• WHAT YOU NEED TO DO
Tell how many lines in the listing below contain the word "Some", giving the number alone.
□ □ □ □ □ □ □
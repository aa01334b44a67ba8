//! # registry
//!
//! why: keep the engine agnostic of which backend persists a group
//! relations: holds log, stable and snapshot store prototypes; uses uri
//! what: StorageRegistry, scheme -> prototype maps with create_* factories
//!
//! a registry is built once at startup and only read afterwards. it is passed
//! around explicitly; there is no process-wide instance.

use std::collections::HashMap;
use std::sync::Arc;
use tracing::{debug, error};

use crate::error::{Result, StorageError};
use crate::file_service::FileService;
use crate::fs::{MemoryFileSystemAdaptor, PosixFileSystemAdaptor};
use crate::log_store::{LocalLogStore, LogStore, MemoryLogStore};
use crate::options::StorageOptions;
use crate::snapshot::{LocalSnapshotStore, SnapshotStore};
use crate::stable_store::{LocalStableStore, MemoryStableStore, StableStore};
use crate::uri::parse_uri;

pub const MEMORY_SCHEME: &str = "memory";
pub const LOCAL_SCHEME: &str = "local";

// -- prototype table --

struct Prototypes<T: ?Sized> {
    role: &'static str,
    by_scheme: HashMap<String, Box<T>>,
}

impl<T: ?Sized> Prototypes<T> {
    fn new(role: &'static str) -> Self {
        Self {
            role,
            by_scheme: HashMap::new(),
        }
    }

    fn register(&mut self, scheme: &str, prototype: Box<T>) -> Result<()> {
        if self.by_scheme.contains_key(scheme) {
            error!(role = self.role, scheme, "scheme registered twice");
            return Err(StorageError::AlreadyExists {
                what: format!("{} scheme `{scheme}`", self.role),
            });
        }
        debug!(role = self.role, scheme, "registered storage prototype");
        self.by_scheme.insert(scheme.to_string(), prototype);
        Ok(())
    }

    fn lookup(&self, uri: &str) -> Result<&T> {
        let (scheme, _) = parse_uri(uri)?;
        self.by_scheme.get(scheme).map(|p| &**p).ok_or_else(|| {
            error!(role = self.role, uri, "no storage registered for scheme");
            StorageError::UnknownScheme {
                scheme: scheme.to_string(),
            }
        })
    }
}

// -- registry --

/// scheme-keyed factory for the three storage roles
pub struct StorageRegistry {
    log_stores: Prototypes<dyn LogStore>,
    stable_stores: Prototypes<dyn StableStore>,
    snapshot_stores: Prototypes<dyn SnapshotStore>,
    file_service: Arc<FileService>,
}

impl Default for StorageRegistry {
    fn default() -> Self {
        Self::new()
    }
}

impl StorageRegistry {
    /// an empty registry
    pub fn new() -> Self {
        Self {
            log_stores: Prototypes::new("log store"),
            stable_stores: Prototypes::new("stable store"),
            snapshot_stores: Prototypes::new("snapshot store"),
            file_service: Arc::new(FileService::new()),
        }
    }

    /// a registry with the `memory` and `local` backends for every role
    pub fn with_defaults(options: StorageOptions) -> Self {
        let mut registry = Self::new();
        let file_service = registry.file_service.clone();
        let memory_fs = Arc::new(MemoryFileSystemAdaptor::new());

        registry.log_stores.by_scheme.insert(
            MEMORY_SCHEME.to_string(),
            Box::new(MemoryLogStore::prototype()),
        );
        registry.log_stores.by_scheme.insert(
            LOCAL_SCHEME.to_string(),
            Box::new(LocalLogStore::prototype(options.clone())),
        );
        registry.stable_stores.by_scheme.insert(
            MEMORY_SCHEME.to_string(),
            Box::new(MemoryStableStore::prototype()),
        );
        registry.stable_stores.by_scheme.insert(
            LOCAL_SCHEME.to_string(),
            Box::new(LocalStableStore::prototype(options.clone())),
        );
        registry.snapshot_stores.by_scheme.insert(
            MEMORY_SCHEME.to_string(),
            Box::new(LocalSnapshotStore::prototype(
                options.clone(),
                memory_fs,
                file_service.clone(),
            )),
        );
        registry.snapshot_stores.by_scheme.insert(
            LOCAL_SCHEME.to_string(),
            Box::new(LocalSnapshotStore::prototype(
                options,
                Arc::new(PosixFileSystemAdaptor),
                file_service,
            )),
        );
        registry
    }

    /// exports readers so copiers created by this registry's stores can
    /// resolve their `remote://` uris
    pub fn file_service(&self) -> &Arc<FileService> {
        &self.file_service
    }

    pub fn register_log_store(&mut self, scheme: &str, prototype: Box<dyn LogStore>) -> Result<()> {
        self.log_stores.register(scheme, prototype)
    }

    pub fn register_stable_store(
        &mut self,
        scheme: &str,
        prototype: Box<dyn StableStore>,
    ) -> Result<()> {
        self.stable_stores.register(scheme, prototype)
    }

    pub fn register_snapshot_store(
        &mut self,
        scheme: &str,
        prototype: Box<dyn SnapshotStore>,
    ) -> Result<()> {
        self.snapshot_stores.register(scheme, prototype)
    }

    /// a fresh, uninitialized log store for `uri`
    pub fn create_log_store(&self, uri: &str) -> Result<Box<dyn LogStore>> {
        self.log_stores.lookup(uri)?.new_instance(uri)
    }

    pub fn create_stable_store(&self, uri: &str) -> Result<Box<dyn StableStore>> {
        self.stable_stores.lookup(uri)?.new_instance(uri)
    }

    pub fn create_snapshot_store(&self, uri: &str) -> Result<Box<dyn SnapshotStore>> {
        self.snapshot_stores.lookup(uri)?.new_instance(uri)
    }
}

#[cfg(test)]
mod tests {
    use super::*;
    use raft_core::ConfigurationManager;

    #[test]
    fn defaults_cover_every_role() {
        let registry = StorageRegistry::with_defaults(StorageOptions::default());
        for scheme in [MEMORY_SCHEME, LOCAL_SCHEME] {
            let uri = format!("{scheme}://group-1");
            assert!(registry.log_stores.lookup(&uri).is_ok());
            assert!(registry.stable_stores.lookup(&uri).is_ok());
            assert!(registry.snapshot_stores.lookup(&uri).is_ok());
        }
    }

    #[test]
    fn unknown_scheme_is_rejected() {
        let registry = StorageRegistry::with_defaults(StorageOptions::default());
        let err = registry.create_log_store("rocksdb://g1").err().unwrap();
        assert!(matches!(err, StorageError::UnknownScheme { scheme } if scheme == "rocksdb"));
    }

    #[test]
    fn malformed_uri_is_rejected() {
        let registry = StorageRegistry::with_defaults(StorageOptions::default());
        let err = registry.create_stable_store("no-scheme").err().unwrap();
        assert!(matches!(err, StorageError::InvalidUri { .. }));
    }

    #[test]
    fn duplicate_scheme_is_rejected() {
        let mut registry = StorageRegistry::with_defaults(StorageOptions::default());
        let err = registry
            .register_log_store(MEMORY_SCHEME, Box::new(MemoryLogStore::prototype()))
            .unwrap_err();
        assert!(matches!(err, StorageError::AlreadyExists { .. }));
    }

    #[test]
    fn custom_scheme_produces_instances() {
        let mut registry = StorageRegistry::new();
        registry
            .register_log_store("scratch", Box::new(MemoryLogStore::prototype()))
            .unwrap();

        let mut store = registry.create_log_store("scratch://g1").unwrap();
        store.init(&mut ConfigurationManager::new()).unwrap();
        assert_eq!(store.first_log_index(), 1);
        assert_eq!(store.last_log_index(), 0);
    }
}
#[cfg(test)]
mod tests {
    use super::*;
    use tempfile::tempdir;

    fn open(dir: &Path, options: StorageOptions) -> LocalLogStore {
        let mut store = LocalLogStore::new(dir, options);
        store.init(&mut ConfigurationManager::new()).unwrap();
        store
    }

    fn small_segments() -> StorageOptions {
        StorageOptions {
            max_segment_size: 64,
            ..StorageOptions::default()
        }
    }

    #[test]
    fn init_creates_directory_and_meta() {
        let dir = tempdir().unwrap();
        let path = dir.path().join("nested").join("log");

        open(&path, StorageOptions::default());

        assert!(path.join(META_FILE).exists());
    }

    #[test]
    fn init_without_parent_creation_fails_on_missing_parent() {
        let dir = tempdir().unwrap();
        let path = dir.path().join("missing").join("log");
        let options = StorageOptions {
            create_parent_directories: false,
            ..StorageOptions::default()
        };

        let mut store = LocalLogStore::new(&path, options);
        assert!(store.init(&mut ConfigurationManager::new()).is_err());
    }

    #[test]
    fn appends_roll_into_new_segments() {
        let dir = tempdir().unwrap();
        let mut store = open(dir.path(), small_segments());
        for index in 1..=10 {
            store.append_entry(&LogEntry::new(1, index, vec![0; 32])).unwrap();
        }

        assert!(store.segments.len() > 1);
        for index in 1..=10 {
            assert_eq!(store.get_entry(index).unwrap().unwrap().index, index);
        }
    }

    #[test]
    fn prefix_truncation_deletes_covered_segments() {
        let dir = tempdir().unwrap();
        let mut store = open(dir.path(), small_segments());
        for index in 1..=10 {
            store.append_entry(&LogEntry::new(1, index, vec![0; 32])).unwrap();
        }
        let before = store.segments.len();

        store.truncate_prefix(8).unwrap();

        assert!(store.segments.len() < before);
        assert_eq!(store.first_log_index(), 8);
        assert!(store.get_entry(7).unwrap().is_none());
        assert_eq!(store.get_term(8), Some(1));
    }

    #[test]
    fn prefix_truncation_survives_restart() {
        let dir = tempdir().unwrap();
        {
            let mut store = open(dir.path(), StorageOptions::default());
            for index in 1..=5 {
                store.append_entry(&LogEntry::new(1, index, vec![])).unwrap();
            }
            store.truncate_prefix(3).unwrap();
        }

        let store = open(dir.path(), StorageOptions::default());
        assert_eq!(store.first_log_index(), 3);
        assert_eq!(store.last_log_index(), 5);
        assert!(store.get_entry(2).unwrap().is_none());
    }

    #[test]
    fn torn_tail_is_repaired_on_init() {
        let dir = tempdir().unwrap();
        {
            let mut store = open(dir.path(), StorageOptions::default());
            for index in 1..=3 {
                store.append_entry(&LogEntry::new(1, index, b"payload".to_vec())).unwrap();
            }
        }
        let segment = dir.path().join(Segment::file_name(1));
        let len = fs::metadata(&segment).unwrap().len();
        fs::OpenOptions::new().write(true).open(&segment).unwrap().set_len(len - 3).unwrap();

        let mut store = open(dir.path(), StorageOptions::default());

        assert_eq!(store.last_log_index(), 2);
        store.append_entry(&LogEntry::new(2, 3, vec![])).unwrap();
        assert_eq!(store.get_term(3), Some(2));
    }

    #[test]
    fn missing_middle_segment_is_corruption() {
        let dir = tempdir().unwrap();
        {
            let mut store = open(dir.path(), small_segments());
            for index in 1..=10 {
                store.append_entry(&LogEntry::new(1, index, vec![0; 32])).unwrap();
            }
            assert!(store.segments.len() >= 3);
            let middle = store.segments.keys().nth(1).copied().unwrap();
            fs::remove_file(dir.path().join(Segment::file_name(middle))).unwrap();
        }

        let mut store = LocalLogStore::new(dir.path(), small_segments());
        let err = store.init(&mut ConfigurationManager::new()).unwrap_err();
        assert!(err.is_fatal());
    }

    #[test]
    fn reset_survives_restart() {
        let dir = tempdir().unwrap();
        {
            let mut store = open(dir.path(), StorageOptions::default());
            for index in 1..=4 {
                store.append_entry(&LogEntry::new(1, index, vec![])).unwrap();
            }
            store.reset(100).unwrap();
        }

        let mut store = open(dir.path(), StorageOptions::default());
        assert_eq!(store.first_log_index(), 100);
        assert_eq!(store.last_log_index(), 99);
        store.append_entry(&LogEntry::new(3, 100, vec![])).unwrap();
    }

    #[test]
    fn corrupt_record_before_valid_records_fails_init() {
        let dir = tempdir().unwrap();
        {
            let mut store = open(dir.path(), StorageOptions::default());
            for index in 1..=3 {
                store.append_entry(&LogEntry::new(1, index, b"payload".to_vec())).unwrap();
            }
        }
        let segment = dir.path().join(Segment::file_name(1));
        let mut bytes = fs::read(&segment).unwrap();
        let len = bytes.len() as u64;
        bytes[10] ^= 0xff;
        fs::write(&segment, bytes).unwrap();

        let mut store = LocalLogStore::new(dir.path(), StorageOptions::default());
        let err = store.init(&mut ConfigurationManager::new()).unwrap_err();
        assert!(err.is_fatal());
        // the acknowledged records after the damage are not cut away
        assert_eq!(fs::metadata(&segment).unwrap().len(), len);
    }

    #[test]
    fn zero_first_index_in_meta_is_corruption() {
        let dir = tempdir().unwrap();
        fs::write(dir.path().join(META_FILE), r#"{"first_log_index":0}"#).unwrap();

        let mut store = LocalLogStore::new(dir.path(), StorageOptions::default());
        let err = store.init(&mut ConfigurationManager::new()).unwrap_err();
        assert!(err.is_fatal());
    }

    #[test]
    fn failed_sync_rolls_back_the_append() {
        let dir = tempdir().unwrap();
        let mut store = open(dir.path(), small_segments());
        for index in 1..=2 {
            store.append_entry(&LogEntry::new(1, index, vec![0; 32])).unwrap();
        }

        store.fail_sync = true;
        assert!(store.append_entry(&LogEntry::new(1, 3, vec![0; 32])).is_err());
        let batch: Vec<_> = (3..=5).map(|i| LogEntry::new(1, i, vec![0; 32])).collect();
        assert!(store.append_entries(&batch).is_err());

        assert_eq!(store.last_log_index(), 2);
        assert!(store.get_entry(3).unwrap().is_none());
        assert_eq!(store.get_term(3), None);

        store.fail_sync = false;
        assert_eq!(store.append_entries(&batch).unwrap(), 3);
        assert_eq!(store.last_log_index(), 5);

        let reopened = open(dir.path(), small_segments());
        assert_eq!(reopened.last_log_index(), 5);
        assert_eq!(reopened.get_entry(3).unwrap().unwrap().index, 3);
    }
}
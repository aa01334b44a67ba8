//! # log
//!
//! why: describe a single record of the replicated operation log
//! relations: appended and read back by every raft-storage log store
//! what: LogEntry struct, EntryType tag, EntryPayload variants

use serde::{Deserialize, Serialize};

use crate::configuration::{Configuration, LogId};

/// Kind of a log entry, without its payload
#[derive(Debug, Clone, Copy, PartialEq, Eq, Serialize, Deserialize)]
pub enum EntryType {
    /// Written by a new leader to commit entries from earlier terms
    NoOp,
    /// Carries an opaque application command
    Data,
    /// Changes the cluster membership
    Configuration,
}

/// Payload carried by a log entry
#[derive(Debug, Clone, PartialEq, Eq, Serialize, Deserialize)]
#[serde(tag = "type", rename_all = "snake_case")]
pub enum EntryPayload {
    NoOp,
    Data {
        command: Vec<u8>,
    },
    Configuration {
        peers: Configuration,
        #[serde(default, skip_serializing_if = "Option::is_none")]
        old_peers: Option<Configuration>,
    },
}

/// A single entry in the replicated log
///
/// Entries are immutable once appended; they only disappear through
/// prefix/suffix truncation or a reset of the owning store.
#[derive(Debug, Clone, PartialEq, Eq, Serialize, Deserialize)]
pub struct LogEntry {
    /// The term when this entry was created
    pub term: u64,
    /// The index of this entry in the log (1-indexed)
    pub index: u64,
    pub payload: EntryPayload,
}

impl LogEntry {
    /// Create a new data entry
    pub fn new(term: u64, index: u64, command: Vec<u8>) -> Self {
        Self {
            term,
            index,
            payload: EntryPayload::Data { command },
        }
    }

    pub fn no_op(term: u64, index: u64) -> Self {
        Self {
            term,
            index,
            payload: EntryPayload::NoOp,
        }
    }

    /// Create a membership change entry; `old_peers` is set while a joint
    /// configuration is in effect.
    pub fn configuration(
        term: u64,
        index: u64,
        peers: Configuration,
        old_peers: Option<Configuration>,
    ) -> Self {
        Self {
            term,
            index,
            payload: EntryPayload::Configuration { peers, old_peers },
        }
    }

    pub fn entry_type(&self) -> EntryType {
        match self.payload {
            EntryPayload::NoOp => EntryType::NoOp,
            EntryPayload::Data { .. } => EntryType::Data,
            EntryPayload::Configuration { .. } => EntryType::Configuration,
        }
    }

    pub fn id(&self) -> LogId {
        LogId::new(self.index, self.term)
    }

    /// The command bytes of a data entry
    pub fn command(&self) -> Option<&[u8]> {
        match &self.payload {
            EntryPayload::Data { command } => Some(command),
            _ => None,
        }
    }
}
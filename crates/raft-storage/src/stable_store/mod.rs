//! # stable_store
//!
//! why: persist the current term and vote that election safety relies on
//! relations: read and written by election logic, produced by the registry
//! what: StableStore trait, memory and local (json file) backends

mod local;
mod memory;

pub use local::LocalStableStore;
pub use memory::MemoryStableStore;

use raft_core::PeerId;
use serde::{Deserialize, Serialize};

use crate::error::Result;

/// the record a stable store keeps
#[derive(Debug, Clone, Default, PartialEq, Eq, Serialize, Deserialize)]
pub struct HardState {
    pub term: u64,
    /// empty when no vote was granted in `term`
    pub voted_for: PeerId,
}

/// trait for durable storage of `(current term, voted for)`
///
/// setters return only once the new value is durable; on error the previous
/// value stays in place, readable and durable. getters never observe a term
/// without the vote written alongside it.
pub trait StableStore: Send + Sync {
    /// load persisted state, or start from term 0 with no vote
    fn init(&mut self) -> Result<()>;

    fn get_term(&self) -> u64;

    fn set_term(&mut self, term: u64) -> Result<()>;

    fn get_voted_for(&self) -> PeerId;

    fn set_voted_for(&mut self, peer_id: &PeerId) -> Result<()>;

    /// persist both values in one write
    fn set_term_and_voted_for(&mut self, term: u64, peer_id: &PeerId) -> Result<()>;

    /// fresh, uninitialized store of the same kind configured from `uri`
    fn new_instance(&self, uri: &str) -> Result<Box<dyn StableStore>>;
}
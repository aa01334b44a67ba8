//! # local snapshot store
//!
//! why: keep snapshots as directories reachable through a file system adaptor
//! relations: registered under `local` (posix) and `memory` (in-memory tree)
//! what: LocalSnapshotStore, LocalSnapshotWriter, LocalSnapshotReader
//!
//! layout under the store path:
//! - `temp/`: the open writer
//! - `snapshot_<index>/`: committed snapshots, each with `__raft_snapshot_meta`

use parking_lot::Mutex;
use raft_core::SnapshotMeta;
use serde::{Deserialize, Serialize};
use std::any::Any;
use std::collections::{BTreeMap, HashMap};
use std::path::{Path, PathBuf};
use std::sync::Arc;
use tracing::{debug, error, info, warn};

use super::copier::LocalSnapshotCopier;
use super::{
    Capability, CopyStatus, FileMeta, Snapshot, SnapshotCopier, SnapshotReader, SnapshotStore,
    SnapshotWriter,
};
use crate::error::{Result, StorageError};
use crate::file_service::FileService;
use crate::fs::FileSystemAdaptor;
use crate::options::StorageOptions;
use crate::throttle::SnapshotThrottle;
use crate::uri::parse_uri;

/// name of the metadata file inside every snapshot directory
pub const META_FILE: &str = "__raft_snapshot_meta";
const META_TEMP_FILE: &str = "__raft_snapshot_meta.tmp";
const TEMP_DIR: &str = "temp";
const SNAPSHOT_PREFIX: &str = "snapshot_";

/// contents of the metadata file
#[derive(Debug, Clone, Default, Serialize, Deserialize)]
pub(super) struct SnapshotTable {
    pub meta: Option<SnapshotMeta>,
    pub files: BTreeMap<String, FileMeta>,
}

impl SnapshotTable {
    pub fn load(fs: &dyn FileSystemAdaptor, dir: &Path) -> Result<Self> {
        let path = dir.join(META_FILE);
        let size = fs.file_size(&path)?;
        let bytes = fs.read_at(&path, 0, size)?;
        serde_json::from_slice(&bytes).map_err(|e| {
            StorageError::corruption(format!("unreadable {}: {}", path.display(), e))
        })
    }

    // atomic write: write to temp file then rename
    fn save(&self, fs: &dyn FileSystemAdaptor, dir: &Path, sync: bool) -> Result<()> {
        let json = serde_json::to_vec_pretty(self)?;
        let temp_path = dir.join(META_TEMP_FILE);
        fs.write(&temp_path, &json)?;
        if sync {
            fs.sync(&temp_path)?;
        }
        fs.rename(&temp_path, &dir.join(META_FILE))?;
        Ok(())
    }
}
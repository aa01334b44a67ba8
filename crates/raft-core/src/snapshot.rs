//! # snapshot
//!
//! why: describe the log position and membership a snapshot supersedes
//! relations: saved by snapshot writers, loaded by snapshot readers
//! what: SnapshotMeta struct

use serde::{Deserialize, Serialize};

use crate::configuration::{Configuration, ConfigurationEntry, LogId};

/// Metadata recorded alongside every snapshot
#[derive(Debug, Clone, Default, PartialEq, Eq, Serialize, Deserialize)]
pub struct SnapshotMeta {
    /// Index of the last log entry folded into the snapshot
    pub last_included_index: u64,
    /// Term of that entry
    pub last_included_term: u64,
    /// Configuration in effect at `last_included_index`
    pub peers: Configuration,
    #[serde(default)]
    pub old_peers: Configuration,
}

impl SnapshotMeta {
    pub fn new(last_included_index: u64, last_included_term: u64, peers: Configuration) -> Self {
        Self {
            last_included_index,
            last_included_term,
            peers,
            old_peers: Configuration::default(),
        }
    }

    /// The configuration entry a configuration manager should fall back to
    /// after installing this snapshot.
    pub fn configuration_entry(&self) -> ConfigurationEntry {
        ConfigurationEntry::new(
            LogId::new(self.last_included_index, self.last_included_term),
            self.peers.clone(),
            self.old_peers.clone(),
        )
    }
}
use thiserror::Error;

/// Failure of a single call to the knowledge service
#[derive(Error, Debug)]
pub enum QueryError {
    /// No base URL was configured, nothing was sent
    #[error("API base URL is not configured (set KNOWLEDGE_BOT_API_URL or pass --base-url)")]
    MissingBaseUrl,

    /// The service answered with a non-success status
    #[error("knowledge service returned {status}: {body}")]
    Remote {
        status: u16,
        body: serde_json::Value,
    },

    /// The service answered with a non-success status and a body that is not JSON
    #[error("knowledge service returned {status} with an unreadable error body: {source}")]
    MalformedErrorBody {
        status: u16,
        #[source]
        source: serde_json::Error,
    },

    /// A success body that does not parse as `{answer, sources}`
    #[error("malformed response body: {0}")]
    Decode(#[from] serde_json::Error),

    /// Connection, TLS or body transfer failure
    #[error("request failed: {0}")]
    Transport(#[from] reqwest::Error),
}

impl QueryError {
    /// HTTP status attached to the error, if the service answered at all
    pub fn status(&self) -> Option<u16> {
        match self {
            QueryError::Remote { status, .. } | QueryError::MalformedErrorBody { status, .. } => {
                Some(*status)
            }
            QueryError::Transport(e) => e.status().map(|s| s.as_u16()),
            QueryError::MissingBaseUrl | QueryError::Decode(_) => None,
        }
    }
}
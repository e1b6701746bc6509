use serde::{Deserialize, Serialize};
use std::fs;
use std::path::{Path, PathBuf};
use anyhow::{Result, anyhow};

/// Environment variable holding the knowledge service base URL
pub const BASE_URL_ENV: &str = "KNOWLEDGE_BOT_API_URL";

#[derive(Serialize, Deserialize, Debug, Clone, Default, PartialEq)]
pub struct Config {
    pub base_url: Option<String>,
}

impl Config {
    pub fn new() -> Self {
        Self::default()
    }

    pub fn load() -> Result<Self> {
        Self::load_from(&Self::get_config_path()?)
    }

    pub fn load_from(path: &Path) -> Result<Self> {
        if !path.exists() {
            return Ok(Self::new());
        }

        let config_content = fs::read_to_string(path)?;
        let config: Config = serde_json::from_str(&config_content)?;
        Ok(config)
    }

    pub fn save(&self) -> Result<()> {
        self.save_to(&Self::get_config_path()?)
    }

    pub fn save_to(&self, path: &Path) -> Result<()> {
        // Create config directory if it doesn't exist
        if let Some(parent) = path.parent() {
            fs::create_dir_all(parent)?;
        }

        let config_content = serde_json::to_string_pretty(self)?;
        fs::write(path, config_content)?;
        Ok(())
    }

    pub fn save_base_url(url: &str) -> Result<()> {
        Self::save_base_url_to(&Self::get_config_path()?, url)
    }

    /// Update only the base URL, keeping the file's other settings.
    /// An unreadable file is reported rather than overwritten.
    pub fn save_base_url_to(path: &Path, url: &str) -> Result<()> {
        let mut config = Self::load_from(path)
            .map_err(|e| anyhow!("Refusing to overwrite unreadable config {:?}: {}", path, e))?;
        config.base_url = Some(url.to_string());
        config.save_to(path)
    }

    /// Base URL to use: command-line flag, then environment, then config file
    pub fn resolve_base_url(&self, flag: Option<&str>) -> Option<String> {
        let env = std::env::var(BASE_URL_ENV).ok();
        pick_base_url(flag, env.as_deref(), self.base_url.as_deref())
    }

    pub fn get_config_path() -> Result<PathBuf> {
        let config_dir = dirs::config_dir()
            .ok_or_else(|| anyhow!("Could not determine config directory"))?;

        Ok(config_dir.join("knowledge-bot").join("config.json"))
    }
}

fn pick_base_url(flag: Option<&str>, env: Option<&str>, file: Option<&str>) -> Option<String> {
    [flag, env, file]
        .into_iter()
        .flatten()
        .map(str::trim)
        .find(|url| !url.is_empty())
        .map(str::to_string)
}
□ □ □ □ □ □ □
• TASK SOLUTION
6